The project is led by Meijun Zhu, Ph.D. from Washington State University, who saw the need to investigate wash systems after a 2020 foodborne illness outbreak linked to peaches contaminated by Salmonella, which was possibly introduced to the fruit by nearby animal agriculture. Dr. Zhu is combining laboratory studies and packinghouse trials to produce science-based data on sanitation efficacy for the industry to use to develop preventive control programs.
In a packinghouse, peaches are typically washed, defuzzed, and then moved to a brush bed where overhead nozzles spray sanitizer-treated water. Research on fruits with fuzz like peaches is more difficult than on smooth-skinned fruit. Therefore, the researchers believe that if they are able to identify a sanitizer program that works on peaches, it will probably be equally or more effective on smooth-skinned stone fruit.
Dr. Zhu will use peaches sent weekly from commercial California packinghouses to lab in Washington. She will inoculate them with bacteria, then test the efficacy of the most common sanitizer, chlorine, as well as various other food-grade antimicrobials. As part of her work, Dr. Zhu will also investigate the effects of different sanitizer concentrations and contact times.

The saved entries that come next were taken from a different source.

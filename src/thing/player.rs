//! Player behavior: translate buffered input into moves and shots.

use crate::audio::SoundEffect;
use crate::board::{Board, TickContext};
use crate::core::types::ThingId;

pub fn exec(board: &mut Board, id: ThingId, ctx: &mut TickContext) {
    let step = ctx.input.step();
    if step.is_idle() {
        return;
    }
    if ctx.input.shoot {
        if ctx.state.ammo > 0 {
            ctx.state.ammo -= 1;
            if let Some(pos) = board.thing(id).map(|t| t.pos) {
                board.make_bullet(pos, step, false, true, ctx);
                ctx.audio.effect(SoundEffect::Shoot);
            }
        } else {
            board.show_message("You don't have any ammo!", ctx);
        }
    } else {
        board.move_thing(id, step, ctx);
    }
}
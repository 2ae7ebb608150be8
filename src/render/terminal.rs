//! Crossterm terminal frontend.

use std::io::{self, Stdout, Write};

use crossterm::{
    cursor,
    event::{self, Event, KeyCode, KeyEvent, KeyModifiers},
    queue,
    style::{self, Color},
    terminal,
};

use crate::core::error::Result;
use crate::core::types::{BOARD_HEIGHT, BOARD_WIDTH};
use crate::render::glyph_char;
use crate::script::text::ScrollModel;
use crate::world::{InputState, World};

/// What the event pump asked the game loop to do.
#[derive(Debug, Clone, Copy, PartialEq, Eq)]
pub enum Control {
    Continue,
    Quit,
}

/// Raw-mode alternate-screen renderer. Restores the terminal on drop.
pub struct TerminalRenderer {
    out: Stdout,
}

impl TerminalRenderer {
    pub fn new() -> Result<TerminalRenderer> {
        terminal::enable_raw_mode()?;
        let mut out = io::stdout();
        queue!(out, terminal::EnterAlternateScreen, cursor::Hide)?;
        out.flush()?;
        Ok(TerminalRenderer { out })
    }

    /// Draw the board grid plus the status and message lines.
    pub fn draw(&mut self, world: &World) -> Result<()> {
        let cells = world.paint();
        for y in 0..BOARD_HEIGHT {
            queue!(self.out, cursor::MoveTo(0, y as u16))?;
            for x in 0..BOARD_WIDTH {
                let (glyph, color) = cells[(y * BOARD_WIDTH + x) as usize];
                queue!(
                    self.out,
                    style::SetForegroundColor(dos_foreground(color)),
                    style::SetBackgroundColor(dos_background(color)),
                    style::Print(glyph_char(glyph)),
                )?;
            }
        }

        let state = &world.state;
        let status = format!(
            " Health:{:<4} Ammo:{:<4} Torches:{:<3} Gems:{:<4} Score:{:<6}",
            state.health, state.ammo, state.torches, state.gems, state.score
        );
        queue!(
            self.out,
            cursor::MoveTo(0, BOARD_HEIGHT as u16),
            style::SetForegroundColor(Color::White),
            style::SetBackgroundColor(Color::DarkBlue),
            style::Print(format!("{status:<60}")),
        )?;

        let message = world
            .board()
            .message
            .as_ref()
            .map(|m| m.text.clone())
            .unwrap_or_default();
        queue!(
            self.out,
            cursor::MoveTo(0, BOARD_HEIGHT as u16 + 1),
            style::SetForegroundColor(Color::Yellow),
            style::SetBackgroundColor(Color::Black),
            style::Print(format!("{message:<60}")),
        )?;

        self.out.flush()?;
        Ok(())
    }

    /// Present a multi-line text model and wait for a dismissing key.
    /// Returns the label of a picked menu line, if any.
    pub fn show_scroll(&mut self, scroll: &ScrollModel) -> Result<Option<String>> {
        queue!(
            self.out,
            terminal::Clear(terminal::ClearType::All),
            cursor::MoveTo(0, 0),
            style::SetForegroundColor(Color::Yellow),
            style::SetBackgroundColor(Color::DarkBlue),
            style::Print(format!("{:^60}", scroll.title)),
        )?;
        let menu: Vec<&crate::script::text::ScrollLine> =
            scroll.lines.iter().filter(|l| l.label.is_some()).collect();
        for (i, line) in scroll.lines.iter().enumerate() {
            let text = if line.label.is_some() {
                let pick = menu.iter().position(|m| std::ptr::eq(*m, line)).unwrap_or(0);
                format!("  [{}] {}", pick + 1, line.text)
            } else if line.pretty {
                format!("   {}", line.text)
            } else {
                line.text.clone()
            };
            queue!(
                self.out,
                cursor::MoveTo(0, i as u16 + 2),
                style::SetForegroundColor(if line.pretty { Color::White } else { Color::Yellow }),
                style::SetBackgroundColor(Color::DarkBlue),
                style::Print(format!("{text:<60}")),
            )?;
        }
        self.out.flush()?;

        loop {
            if let Event::Key(key) = event::read()? {
                match key.code {
                    KeyCode::Esc | KeyCode::Enter => return Ok(None),
                    KeyCode::Char(c) => {
                        if let Some(digit) = c.to_digit(10) {
                            if digit >= 1 {
                                if let Some(line) = menu.get(digit as usize - 1) {
                                    return Ok(line.label.clone());
                                }
                            }
                        }
                    }
                    _ => {}
                }
            }
        }
    }

    /// Poll pending key events into the world's input state.
    pub fn pump_input(&mut self, input: &mut InputState) -> Result<Control> {
        while event::poll(std::time::Duration::ZERO)? {
            let Event::Key(key) = event::read()? else { continue };
            if let Control::Quit = apply_key(key, input) {
                return Ok(Control::Quit);
            }
        }
        Ok(Control::Continue)
    }
}

fn apply_key(key: KeyEvent, input: &mut InputState) -> Control {
    let shift = key.modifiers.contains(KeyModifiers::SHIFT);
    match key.code {
        KeyCode::Esc => return Control::Quit,
        KeyCode::Char('q') => return Control::Quit,
        KeyCode::Char('c') if key.modifiers.contains(KeyModifiers::CONTROL) => {
            return Control::Quit;
        }
        KeyCode::Up => {
            input.up = true;
            input.shoot = shift;
        }
        KeyCode::Down => {
            input.down = true;
            input.shoot = shift;
        }
        KeyCode::Left => {
            input.left = true;
            input.shoot = shift;
        }
        KeyCode::Right => {
            input.right = true;
            input.shoot = shift;
        }
        KeyCode::Char('t') => input.light_torch = true,
        _ => {}
    }
    Control::Continue
}

impl Drop for TerminalRenderer {
    fn drop(&mut self) {
        let _ = queue!(self.out, cursor::Show, terminal::LeaveAlternateScreen);
        let _ = self.out.flush();
        let _ = terminal::disable_raw_mode();
    }
}

/// DOS attribute low nibble to a terminal color.
fn dos_foreground(attr: u8) -> Color {
    dos_color(attr & 0x0f)
}

/// DOS attribute high nibble (background, no blink support).
fn dos_background(attr: u8) -> Color {
    dos_color((attr >> 4) & 0x07)
}

fn dos_color(nibble: u8) -> Color {
    match nibble {
        0 => Color::Black,
        1 => Color::DarkBlue,
        2 => Color::DarkGreen,
        3 => Color::DarkCyan,
        4 => Color::DarkRed,
        5 => Color::DarkMagenta,
        6 => Color::DarkYellow,
        7 => Color::Grey,
        8 => Color::DarkGrey,
        9 => Color::Blue,
        10 => Color::Green,
        11 => Color::Cyan,
        12 => Color::Red,
        13 => Color::Magenta,
        14 => Color::Yellow,
        _ => Color::White,
    }
}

Conducting the same tests on peaches from weekly shipments throughout the season should account for any potential varietal responses, as the fruit mature at different points during the summer. The peaches will be inoculated with a nonpathogenic strain, Enterococcus faecium NRRL B-2354, as a surrogate for Salmonella and Listeria monocytogenes.
The work done in the lab allows the researchers to control concentrations and contact time, however, it is unable to mimic the dynamic processing flow seen in real-world packing facilities. Dr. Zhu’s goal is to collect as much laboratory data as possible in the 2023 season to prepare for three large-scale trials planned at California packinghouses in 2024.